Le silence retomba entre eux. Et peu après, la jeune fille, en soupirant, était rentrée dans sa chambre.

Charlot s’était donc résolu de ne plus lui en parler, car le peu d’estime accordée à son beau-frère pouvait devenir de l’aversion. Il avait déchargé son cœur auprès de M. Souart, parent de la famille de sa femme. Celui-ci ne pouvait, par délicatesse, intervenir d’aucune façon en ce problème familial qu’il faudrait résoudre dès le retour du capitaine de Senancourt. Le sulpicien avait conseillé à Charlot de remettre toute la cause entre les mains de la Providence d’abord puis en celles du Père Jérôme Lalemant, « intelligence supérieure », avait déclaré M. Souart, et dont Perrine ne parlait qu’avec admiration et une confiance entière. Il avait été convenu entre l’affable curé de Ville-Marie et Charlot qu’une toute petite allusion — pas une conversation, oh ! non, non — serait encore faite devant Perrine, à la veille du retour de France du capitaine, afin que la jeune fille sente bien que les vœux de son frère n’avaient pas varié ; puis, Charlot ferait parvenir à Québec une longue lettre au Père Jérôme Lalemant sur le sujet. Pour le reste, à la grâce de Dieu, qui dispose si bien de tous les pauvres projets humains.

Et c’est ainsi que nous avons vu se réaliser, en partie, la tactique excellente, proposée par M. Souart. Charlot avait scruté souvent, depuis son arrivée à Québec, le visage rarement soucieux de sa sœur, devant lui ; il n’en avait rien appris. Tous deux, avec les enfants, avaient accepté l’hospitalité que leur offrait, avec un cœur vraiment maternel, Madame Marie Favery de Repentigny. Plusieurs pièces de la vaste maison étaient à leur disposition, et Perrine s’était retrouvée un soir en la chambre où elle avait reçu le dernier soupir de l’aïeule tant aimée, protectrice incomparable de l’enfance et de la jeunesse de Perrine et de Charlot, Madame Catherine de Cordé.
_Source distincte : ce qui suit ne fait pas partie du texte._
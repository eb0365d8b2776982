// 该文件是 Qianmu （千目观澜） 项目的一部分。
// src/lib.rs - 库主文件
//
// 本文件根据 Apache 许可证第 2.0 版（以下简称“许可证”）授权使用；
// 除非遵守该许可证条款，否则您不得使用本文件。
// 您可通过以下网址获取许可证副本：
// http://www.apache.org/licenses/LICENSE-2.0
// 除非适用法律要求或书面同意，根据本许可协议分发的软件均按“原样”提供，
// 不附带任何形式的明示或暗示的保证或条件。
// 有关许可权限与限制的具体条款，请参阅本许可协议。
//
// Copyright (C) 2026 Johann Li <me@qinka.pro>, Wareless Group

pub mod config;
pub mod frame;
pub mod input;
pub mod labels;
pub mod letterbox;
pub mod model;
pub mod output;
pub mod pipeline;
pub mod postprocess;

pub trait FromUrl {
  type Error;
  fn from_url(url: &url::Url) -> Result<Self, Self::Error>
  where
    Self: Sized;
}

pub trait FromUrlWithScheme: FromUrl {
  const SCHEME: &'static str;
}
// 该文件是 Qianmu （千目观澜） 项目的一部分。
// src/main.rs - 项目主程序
//
// 本程序遵循 GNU Affero 通用公共许可证（AGPL）许可协议。
// 本程序的发布旨在提供实用价值，但不作任何形式的担保，
// 包括但不限于对适销性或特定用途适用性的默示担保。
// 更多详情请参阅 GNU 通用公共许可证。
//
// Copyright (C) 2026 Johann Li <me@qinka.pro>, ETVP

mod args;

use anyhow::Result;
use clap::Parser;
use tracing::{info, warn};

use qianmu::{
  FromUrl,
  config::DetectConfig,
  input::ImageFileInput,
  labels::LabelTable,
  model::ReplayBackend,
  output::{Draw, Render, SaveDetectOutput},
  pipeline::Detector,
};

fn main() -> Result<()> {
  tracing_subscriber::fmt::init();

  let args = args::Args::parse();

  info!("模型来源: {}", args.model);
  info!("输入图像: {}", args.input);
  info!("输出路径: {}", args.output);
  info!("置信度阈值: {}", args.confidence);
  info!("NMS 阈值: {}", args.nms_threshold);

  let config = DetectConfig {
    conf_thres: args.confidence,
    iou_thres: args.nms_threshold,
    input_shape: args.input_shape,
    scale_up: !args.no_scale_up,
    max_det: (args.max_det > 0).then_some(args.max_det),
  };

  let labels = match &args.labels {
    Some(path) => LabelTable::from_file(path)?,
    None => LabelTable::default(),
  };

  let backend = ReplayBackend::from_url(&args.model)?;
  let detector = Detector::new(backend, labels, config)?;

  let input = ImageFileInput::from_url(&args.input)?;

  let mut draw = Draw::default();
  if let Some(font) = &args.font {
    draw = draw.with_font_file(font)?;
  }
  let output = SaveDetectOutput::from_url(&args.output)?.with_draw(draw);

  for frame in input {
    info!("开始推理...");
    let now = std::time::Instant::now();
    let detections = detector.detect(&frame)?;
    info!("推理完成，耗时: {:.2?}", now.elapsed());

    for det in &detections {
      info!(
        "  - {}: {:.2}% at {:?}",
        det.class_name,
        det.confidence * 100.0,
        det.bbox
      );
    }

    // 落盘失败不中止进程，按状态上报
    if let Err(e) = output.render_result(&frame, &detections) {
      warn!("结果保存失败: {}", e);
    }
  }

  info!("处理完成");
  Ok(())
}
Les souvenirs qui étreignirent soudain le cœur de la jeune fille la firent se redresser dans son lit, les yeux grands ouverts. Le sommeil fuyait loin de ses paupières. Elle se leva, s’habilla sommairement, puis alla s’asseoir près de la fenêtre où montait la lointaine rumeur du Saint-Laurent. La nuit était claire. Que d’étoiles brillaient en la large étendue de firmament qu’elle avait devant elle. Là-haut, Madame de Cordé voyait-elle l’orpheline, en le cadre ancien qui avait été le sien aussi ? Pouvait-elle lire jusqu’au fond de ce cœur que l’angoisse d’une décision faisait battre si douloureusement, parfois ? Oh ! si sa vieille et aimante protectrice eût été là, près d’elle, avec quelle joie, elle eût parlé, versant son secret étouffant ; puis acceptant de suivre les conseils de cette bouche si tendre et si sincère. La décision que tous attendaient d’elle, qu’il était difficile de la prendre sans qu’une confidence intime, où tout son cœur, enfin se serait épanché, eût lieu. Mais cette douceur lui était refusée, il lui fallait, avec énergie, porter seule le poids de cette oppression sentimentale.
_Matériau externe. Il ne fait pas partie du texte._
// 该文件是 Qianmu （千目观澜） 项目的一部分。
// src/frame.rs - NCHW 浮点张量定义
//
// 本文件根据 Apache 许可证第 2.0 版（以下简称“许可证”）授权使用；
// 除非遵守该许可证条款，否则您不得使用本文件。
// 您可通过以下网址获取许可证副本：
// http://www.apache.org/licenses/LICENSE-2.0
// 除非适用法律要求或书面同意，根据本许可协议分发的软件均按“原样”提供，
// 不附带任何形式的明示或暗示的保证或条件。
// 有关许可权限与限制的具体条款，请参阅本许可协议。
//
// Copyright (C) 2026 Johann Li <me@qinka.pro>, Wareless Group

use image::RgbImage;

const RGB_CHANNELS: usize = 3;

/// 加速器输入张量，NCHW 排布，批次维固定为 1
///
/// 像素值保持 0..255 的原始幅度，不做归一化——
/// 归一化由加速器侧（模型首层/AIPP 配置）承担，属于模型约定。
#[derive(Debug, Clone)]
pub struct RgbNchwTensor {
  data: Box<[f32]>,
  width: u32,
  height: u32,
}

impl RgbNchwTensor {
  /// 将 HWC 交错排布的 RGB 画布打包为 NCHW 浮点张量
  pub fn pack(canvas: &RgbImage) -> Self {
    let (width, height) = canvas.dimensions();
    let plane = (width as usize) * (height as usize);
    let mut data = vec![0f32; RGB_CHANNELS * plane].into_boxed_slice();

    let raw = canvas.as_raw();
    for h in 0..height as usize {
      for w in 0..width as usize {
        let pixel = (h * width as usize + w) * RGB_CHANNELS;
        let spatial = h * width as usize + w;
        for c in 0..RGB_CHANNELS {
          data[c * plane + spatial] = raw[pixel + c] as f32;
        }
      }
    }

    Self {
      data,
      width,
      height,
    }
  }

  pub fn width(&self) -> u32 {
    self.width
  }

  pub fn height(&self) -> u32 {
    self.height
  }

  pub fn channels(&self) -> usize {
    RGB_CHANNELS
  }

  /// 含批次维的形状 (N, C, H, W)
  pub fn shape(&self) -> [usize; 4] {
    [1, RGB_CHANNELS, self.height as usize, self.width as usize]
  }

  pub fn as_slice(&self) -> &[f32] {
    &self.data
  }
}

#[cfg(test)]
mod tests {
  use super::*;
  use image::Rgb;

  #[test]
  fn packs_channel_major() {
    let mut image = RgbImage::new(2, 2);
    image.put_pixel(0, 0, Rgb([10, 20, 30]));
    image.put_pixel(1, 0, Rgb([40, 50, 60]));
    image.put_pixel(0, 1, Rgb([70, 80, 90]));
    image.put_pixel(1, 1, Rgb([100, 110, 120]));

    let tensor = RgbNchwTensor::pack(&image);
    assert_eq!(tensor.shape(), [1, 3, 2, 2]);
    // R 平面，再 G 平面，再 B 平面
    assert_eq!(
      tensor.as_slice(),
      &[
        10.0, 40.0, 70.0, 100.0, // R
        20.0, 50.0, 80.0, 110.0, // G
        30.0, 60.0, 90.0, 120.0, // B
      ]
    );
  }

  #[test]
  fn keeps_raw_value_range() {
    let image = RgbImage::from_pixel(4, 4, Rgb([255, 114, 0]));
    let tensor = RgbNchwTensor::pack(&image);
    let plane = 16;
    assert!(tensor.as_slice()[..plane].iter().all(|&v| v == 255.0));
    assert!(tensor.as_slice()[plane..2 * plane].iter().all(|&v| v == 114.0));
    assert!(tensor.as_slice()[2 * plane..].iter().all(|&v| v == 0.0));
  }
}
Perrine se prit à glisser doucement autour de la chambre. Les larmes la gagnaient. Ses mains pâlies pressaient son cœur qui se serrait fortement. Soudain, elle aperçut, à travers la buée de ses pleurs, le vieux missel de Madame de Cordé, celui que Perrine aimait, enfant, et où de belles images marquaient la page des psaumes favoris. Machinalement, Perrine le prit. Une mince petite feuille s’en détacha, une lettre inachevée de l’aïeule à Charlot, écrite un peu avant le retour inespéré de celui-ci.
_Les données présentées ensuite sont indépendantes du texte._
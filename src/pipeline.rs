//! Generation Pipeline - Single Entry Point
//!
//! CRITICAL: nothing is written unless the engine's diagnostics are clean.

use serde::{Deserialize, Serialize};
use std::env;
use std::fs;
use std::io;
use std::path::{Path, PathBuf};
use thiserror::Error;

use crate::document::{serialize_document, SerializeError};
use crate::engine::{
    EngineInput, EngineOutput, FilterSetVersion, GenerationDiagnostics, GenerationEngine,
    GenerationSettings,
};
use crate::options::GenerationRequest;
use crate::xml::{LoadError, XmlDocument};

#[derive(Debug, Error)]
pub enum PipelineError {
    #[error("Failed to load documentation file {}: {source}", .path.display())]
    Load {
        path: PathBuf,
        #[source]
        source: LoadError,
    },

    #[error(transparent)]
    Generation(#[from] AggregatedGenerationError),

    #[error("Failed to serialize {}: {source}", .path.display())]
    Serialize {
        path: PathBuf,
        #[source]
        source: SerializeError,
    },

    #[error("Failed to write {}: {source}", .path.display())]
    Io {
        path: PathBuf,
        #[source]
        source: io::Error,
    },
}

/// Every error the engine reported for one run, in one value.
#[derive(Debug, Clone, Error, PartialEq, Eq)]
#[error("{}", render_diagnostics(.diagnostics))]
pub struct AggregatedGenerationError {
    pub diagnostics: GenerationDiagnostics,
}

fn render_diagnostics(diagnostics: &GenerationDiagnostics) -> String {
    let mut lines = vec!["Document generation failed.".to_string()];

    lines.extend(
        diagnostics
            .document_errors
            .iter()
            .map(|error| format!("{}: {}", error.exception_type, error.message)),
    );

    let mut failed = diagnostics.failed_operations().peekable();
    if failed.peek().is_some() {
        lines.push("Operation generation errors:".to_string());
        for op in failed {
            lines.push(match &op.path {
                Some(path) => format!("{} ({}):", op.operation_method, path),
                None => format!("{}:", op.operation_method),
            });
            lines.extend(
                op.errors
                    .iter()
                    .map(|error| format!("  {}: {}", error.exception_type, error.message)),
            );
        }
    }

    lines.join("\n")
}

/// Absolute paths of the files written, in write order.
#[derive(Debug, Clone, Default, PartialEq, Eq, Serialize, Deserialize)]
#[serde(transparent)]
pub struct OutputManifest {
    paths: Vec<PathBuf>,
}

impl OutputManifest {
    pub fn paths(&self) -> &[PathBuf] {
        &self.paths
    }

    pub fn len(&self) -> usize {
        self.paths.len()
    }

    pub fn is_empty(&self) -> bool {
        self.paths.is_empty()
    }
}

/// The generation pipeline - drives one engine call per request.
pub struct GenerationPipeline<E> {
    engine: E,
}

impl<E: GenerationEngine> GenerationPipeline<E> {
    pub fn new(engine: E) -> Self {
        Self { engine }
    }

    pub fn engine(&self) -> &E {
        &self.engine
    }

    /// Generate and write every variant for a validated request.
    pub fn generate_documents(
        &self,
        request: &GenerationRequest,
    ) -> Result<OutputManifest, PipelineError> {
        let documents = load_documents(&request.documentation_paths)?;

        let input = EngineInput {
            documents,
            assembly_paths: request.assembly_paths.clone(),
            document_version: request.document_version.clone(),
            filter_set_version: FilterSetVersion::V1,
            settings: GenerationSettings::default(),
        };

        let EngineOutput { documents, diagnostics } = self.engine.generate(&input);

        if diagnostics.has_errors() {
            return Err(AggregatedGenerationError { diagnostics }.into());
        }

        let output_dir = absolute_dir(&request.output_dir).map_err(|source| PipelineError::Io {
            path: request.output_dir.clone(),
            source,
        })?;

        // Render everything before touching the disk so a bad document or an
        // unusable target leaves no files behind.
        let mut rendered = Vec::with_capacity(documents.len());
        for (variant, mut document) in documents {
            if let Some(description) = request.effective_description() {
                document.set_description(description);
            }

            let path = output_dir.join(request.file_name(&variant.title));

            let text = serialize_document(&document, request.spec_version, request.format)
                .map_err(|source| PipelineError::Serialize { path: path.clone(), source })?;

            if path.is_dir() {
                return Err(PipelineError::Io {
                    source: io::Error::new(io::ErrorKind::AlreadyExists, "a directory exists at the target path"),
                    path,
                });
            }
            rendered.push((path, text));
        }

        let mut manifest = OutputManifest::default();
        for (path, text) in rendered {
            write_file(&path, &text)?;
            manifest.paths.push(path);
        }

        Ok(manifest)
    }
}

fn load_documents(paths: &[PathBuf]) -> Result<Vec<XmlDocument>, PipelineError> {
    paths
        .iter()
        .map(|path| {
            XmlDocument::load(path).map_err(|source| PipelineError::Load {
                path: path.clone(),
                source,
            })
        })
        .collect()
}

fn absolute_dir(dir: &Path) -> io::Result<PathBuf> {
    if dir.is_absolute() {
        Ok(dir.to_path_buf())
    } else {
        Ok(env::current_dir()?.join(dir))
    }
}

fn write_file(path: &Path, text: &str) -> Result<(), PipelineError> {
    let io_err = |source| PipelineError::Io { path: path.to_path_buf(), source };
    if let Some(parent) = path.parent() {
        fs::create_dir_all(parent).map_err(io_err)?;
    }
    fs::write(path, text).map_err(io_err)
}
Perrine ramassa en soupirant la petite feuille. L’écriture de la chère morte fit monter des larmes à ses yeux. Elle en reconnaissait l’ampleur généreuse, la claire régularité. Mais que disait donc Madame de Cordé à Charlot ? Pourquoi avait-elle interrompu son message ? Elle n’avait pas voulu déchirer, ni même jeter cette missive inachevée ; cela était évident, puisqu’elle l’avait glissée en ce coin secret, très sûr, du vieux missel. Le cœur de Perrine se mit à battre fortement. Allait-elle remettre, sans la lire, la petite feuille sur laquelle ses doigts frémissaient ? Une sorte de pieuse discrétion envers la pensée de la morte le lui commandait. Et pourtant ? Cet âpre besoin de conseil et de direction suprême qu’elle ressentait, depuis trois semaines lui faisait rechercher sans cesse, en appeler à mille petits incidents sauveurs, qui rendraient moins lourde, moins angoissante, sa brûlante perplexité.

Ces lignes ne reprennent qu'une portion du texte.